| Records excerpted from a collection |
§ §

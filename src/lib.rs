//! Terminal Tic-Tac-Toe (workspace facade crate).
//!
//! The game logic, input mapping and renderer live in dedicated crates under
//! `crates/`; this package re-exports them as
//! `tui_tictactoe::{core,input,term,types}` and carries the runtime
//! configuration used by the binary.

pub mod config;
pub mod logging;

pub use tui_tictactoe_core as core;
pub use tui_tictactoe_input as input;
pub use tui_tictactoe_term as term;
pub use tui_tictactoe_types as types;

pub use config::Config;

§ §

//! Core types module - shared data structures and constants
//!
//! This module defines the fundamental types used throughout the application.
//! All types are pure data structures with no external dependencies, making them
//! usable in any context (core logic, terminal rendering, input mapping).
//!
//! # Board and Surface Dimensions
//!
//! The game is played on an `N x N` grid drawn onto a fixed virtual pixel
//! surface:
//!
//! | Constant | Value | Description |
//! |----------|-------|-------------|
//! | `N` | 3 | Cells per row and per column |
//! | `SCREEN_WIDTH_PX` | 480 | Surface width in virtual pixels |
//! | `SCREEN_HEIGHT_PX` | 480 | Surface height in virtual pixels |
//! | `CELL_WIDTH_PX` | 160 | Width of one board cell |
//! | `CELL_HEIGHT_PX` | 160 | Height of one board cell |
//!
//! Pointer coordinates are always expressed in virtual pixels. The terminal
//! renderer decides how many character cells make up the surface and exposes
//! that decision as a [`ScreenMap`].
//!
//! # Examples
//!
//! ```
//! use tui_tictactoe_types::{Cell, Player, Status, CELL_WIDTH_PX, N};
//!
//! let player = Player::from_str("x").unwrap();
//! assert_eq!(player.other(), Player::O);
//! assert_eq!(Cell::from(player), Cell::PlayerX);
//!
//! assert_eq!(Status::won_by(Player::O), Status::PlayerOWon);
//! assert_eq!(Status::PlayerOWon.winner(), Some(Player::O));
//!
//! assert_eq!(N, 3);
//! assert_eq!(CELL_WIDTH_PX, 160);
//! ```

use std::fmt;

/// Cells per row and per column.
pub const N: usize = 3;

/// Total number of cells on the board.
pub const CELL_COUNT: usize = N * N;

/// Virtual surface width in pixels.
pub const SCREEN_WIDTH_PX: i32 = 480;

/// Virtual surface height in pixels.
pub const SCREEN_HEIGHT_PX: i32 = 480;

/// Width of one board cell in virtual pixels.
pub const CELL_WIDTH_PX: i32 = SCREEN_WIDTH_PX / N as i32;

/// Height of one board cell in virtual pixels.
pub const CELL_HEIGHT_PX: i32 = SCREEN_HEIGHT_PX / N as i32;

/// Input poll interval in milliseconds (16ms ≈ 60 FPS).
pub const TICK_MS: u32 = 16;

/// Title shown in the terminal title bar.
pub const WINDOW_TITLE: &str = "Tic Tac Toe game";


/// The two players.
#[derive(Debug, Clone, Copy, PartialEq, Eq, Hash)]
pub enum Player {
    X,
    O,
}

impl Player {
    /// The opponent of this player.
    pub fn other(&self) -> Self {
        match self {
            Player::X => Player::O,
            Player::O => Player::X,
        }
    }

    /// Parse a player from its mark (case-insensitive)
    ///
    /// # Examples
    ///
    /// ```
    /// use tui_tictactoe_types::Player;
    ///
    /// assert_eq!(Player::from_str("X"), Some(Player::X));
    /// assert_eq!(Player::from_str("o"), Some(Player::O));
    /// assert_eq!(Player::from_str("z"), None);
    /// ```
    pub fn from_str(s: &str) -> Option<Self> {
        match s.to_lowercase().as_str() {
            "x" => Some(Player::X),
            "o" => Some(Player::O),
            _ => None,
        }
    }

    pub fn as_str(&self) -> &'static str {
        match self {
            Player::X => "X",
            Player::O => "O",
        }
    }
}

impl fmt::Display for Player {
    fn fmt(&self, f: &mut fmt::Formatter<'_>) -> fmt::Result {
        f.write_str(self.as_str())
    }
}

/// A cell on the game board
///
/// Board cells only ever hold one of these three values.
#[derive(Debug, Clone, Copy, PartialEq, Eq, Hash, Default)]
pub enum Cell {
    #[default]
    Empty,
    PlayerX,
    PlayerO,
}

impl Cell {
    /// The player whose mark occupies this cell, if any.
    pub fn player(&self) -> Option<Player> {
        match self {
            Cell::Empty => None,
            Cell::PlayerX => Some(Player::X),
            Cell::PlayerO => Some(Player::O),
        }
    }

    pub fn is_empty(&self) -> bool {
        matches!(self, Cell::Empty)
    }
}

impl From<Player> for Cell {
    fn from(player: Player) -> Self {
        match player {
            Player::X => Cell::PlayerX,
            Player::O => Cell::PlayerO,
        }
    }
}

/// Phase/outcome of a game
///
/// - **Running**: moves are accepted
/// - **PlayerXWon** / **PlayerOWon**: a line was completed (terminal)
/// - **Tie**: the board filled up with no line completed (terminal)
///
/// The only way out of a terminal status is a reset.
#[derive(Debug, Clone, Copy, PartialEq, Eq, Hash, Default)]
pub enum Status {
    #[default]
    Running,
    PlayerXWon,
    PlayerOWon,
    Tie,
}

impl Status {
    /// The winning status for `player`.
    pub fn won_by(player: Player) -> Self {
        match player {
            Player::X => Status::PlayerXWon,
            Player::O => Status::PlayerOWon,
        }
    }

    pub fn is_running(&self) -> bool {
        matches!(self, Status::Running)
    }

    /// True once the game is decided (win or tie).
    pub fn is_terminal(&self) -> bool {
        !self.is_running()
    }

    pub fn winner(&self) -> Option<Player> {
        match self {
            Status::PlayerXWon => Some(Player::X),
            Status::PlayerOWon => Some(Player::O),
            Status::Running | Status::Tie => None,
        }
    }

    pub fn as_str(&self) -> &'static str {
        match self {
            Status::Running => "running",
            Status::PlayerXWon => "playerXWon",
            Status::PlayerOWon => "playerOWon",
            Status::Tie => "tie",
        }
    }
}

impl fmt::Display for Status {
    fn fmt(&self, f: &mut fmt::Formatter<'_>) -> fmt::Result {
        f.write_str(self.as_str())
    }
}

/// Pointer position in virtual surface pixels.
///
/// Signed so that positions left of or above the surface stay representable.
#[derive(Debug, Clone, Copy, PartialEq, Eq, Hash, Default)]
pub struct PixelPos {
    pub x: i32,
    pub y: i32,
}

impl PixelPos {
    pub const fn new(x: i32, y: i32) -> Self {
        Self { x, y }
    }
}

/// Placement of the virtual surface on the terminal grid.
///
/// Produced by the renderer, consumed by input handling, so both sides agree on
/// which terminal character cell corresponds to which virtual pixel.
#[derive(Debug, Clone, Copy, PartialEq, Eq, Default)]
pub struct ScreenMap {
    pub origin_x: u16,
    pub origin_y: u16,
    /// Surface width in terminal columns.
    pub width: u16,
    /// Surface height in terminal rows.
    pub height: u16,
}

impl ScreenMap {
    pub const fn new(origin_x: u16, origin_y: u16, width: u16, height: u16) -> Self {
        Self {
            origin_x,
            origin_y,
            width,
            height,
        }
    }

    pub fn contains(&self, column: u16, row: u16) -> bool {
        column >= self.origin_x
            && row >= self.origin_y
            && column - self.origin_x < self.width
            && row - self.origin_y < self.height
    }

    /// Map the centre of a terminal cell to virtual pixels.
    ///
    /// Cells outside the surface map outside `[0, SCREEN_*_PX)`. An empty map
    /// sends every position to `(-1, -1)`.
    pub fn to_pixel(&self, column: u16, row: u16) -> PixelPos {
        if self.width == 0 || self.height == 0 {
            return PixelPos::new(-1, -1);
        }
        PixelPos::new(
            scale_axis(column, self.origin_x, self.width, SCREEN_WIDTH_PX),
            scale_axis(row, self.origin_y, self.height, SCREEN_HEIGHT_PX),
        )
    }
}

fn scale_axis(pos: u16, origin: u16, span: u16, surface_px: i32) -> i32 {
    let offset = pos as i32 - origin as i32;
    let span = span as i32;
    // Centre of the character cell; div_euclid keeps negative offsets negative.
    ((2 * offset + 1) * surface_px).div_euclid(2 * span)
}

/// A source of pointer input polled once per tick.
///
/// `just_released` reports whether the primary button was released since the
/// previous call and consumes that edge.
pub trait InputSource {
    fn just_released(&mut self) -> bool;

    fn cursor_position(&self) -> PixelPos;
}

§ §

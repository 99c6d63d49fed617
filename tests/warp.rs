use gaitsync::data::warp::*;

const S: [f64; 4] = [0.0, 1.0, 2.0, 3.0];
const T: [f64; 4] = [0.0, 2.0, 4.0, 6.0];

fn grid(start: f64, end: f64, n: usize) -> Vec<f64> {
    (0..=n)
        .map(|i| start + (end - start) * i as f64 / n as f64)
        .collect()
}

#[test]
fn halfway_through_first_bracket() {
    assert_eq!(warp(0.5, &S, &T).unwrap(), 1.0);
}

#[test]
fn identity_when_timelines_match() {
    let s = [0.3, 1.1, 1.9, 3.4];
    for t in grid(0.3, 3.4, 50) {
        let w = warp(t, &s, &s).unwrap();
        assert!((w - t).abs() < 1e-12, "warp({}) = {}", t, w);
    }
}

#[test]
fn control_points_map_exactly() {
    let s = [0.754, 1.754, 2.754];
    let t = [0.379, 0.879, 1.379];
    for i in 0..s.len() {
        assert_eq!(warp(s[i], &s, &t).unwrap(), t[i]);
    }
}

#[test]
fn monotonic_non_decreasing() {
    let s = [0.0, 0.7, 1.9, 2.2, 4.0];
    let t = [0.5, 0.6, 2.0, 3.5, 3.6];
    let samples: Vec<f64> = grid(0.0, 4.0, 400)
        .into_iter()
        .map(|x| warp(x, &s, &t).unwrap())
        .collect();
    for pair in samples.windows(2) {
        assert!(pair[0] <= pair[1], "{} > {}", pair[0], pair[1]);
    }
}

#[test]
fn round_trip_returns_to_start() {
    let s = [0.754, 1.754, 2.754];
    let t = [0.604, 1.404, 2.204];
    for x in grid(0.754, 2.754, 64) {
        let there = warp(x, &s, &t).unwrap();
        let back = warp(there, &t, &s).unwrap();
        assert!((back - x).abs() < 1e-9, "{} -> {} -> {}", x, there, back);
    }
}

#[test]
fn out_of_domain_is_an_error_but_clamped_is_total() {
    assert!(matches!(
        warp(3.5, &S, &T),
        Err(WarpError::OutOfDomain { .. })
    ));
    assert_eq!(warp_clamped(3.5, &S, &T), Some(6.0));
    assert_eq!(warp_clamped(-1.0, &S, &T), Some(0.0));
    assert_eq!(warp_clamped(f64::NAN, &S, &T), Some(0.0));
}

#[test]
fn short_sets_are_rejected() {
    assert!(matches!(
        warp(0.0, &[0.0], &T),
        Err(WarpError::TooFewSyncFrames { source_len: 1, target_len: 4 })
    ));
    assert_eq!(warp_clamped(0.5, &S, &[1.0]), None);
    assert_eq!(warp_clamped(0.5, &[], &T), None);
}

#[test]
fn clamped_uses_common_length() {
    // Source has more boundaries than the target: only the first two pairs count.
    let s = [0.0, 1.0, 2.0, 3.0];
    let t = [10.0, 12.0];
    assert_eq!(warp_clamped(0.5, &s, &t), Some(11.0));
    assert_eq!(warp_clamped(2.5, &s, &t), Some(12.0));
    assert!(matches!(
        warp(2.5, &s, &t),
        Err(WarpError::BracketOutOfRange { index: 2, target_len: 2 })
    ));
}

§ §

| Exercise |
Count the lines above that contain the word "winner". Write only the number.

| The completed task |
2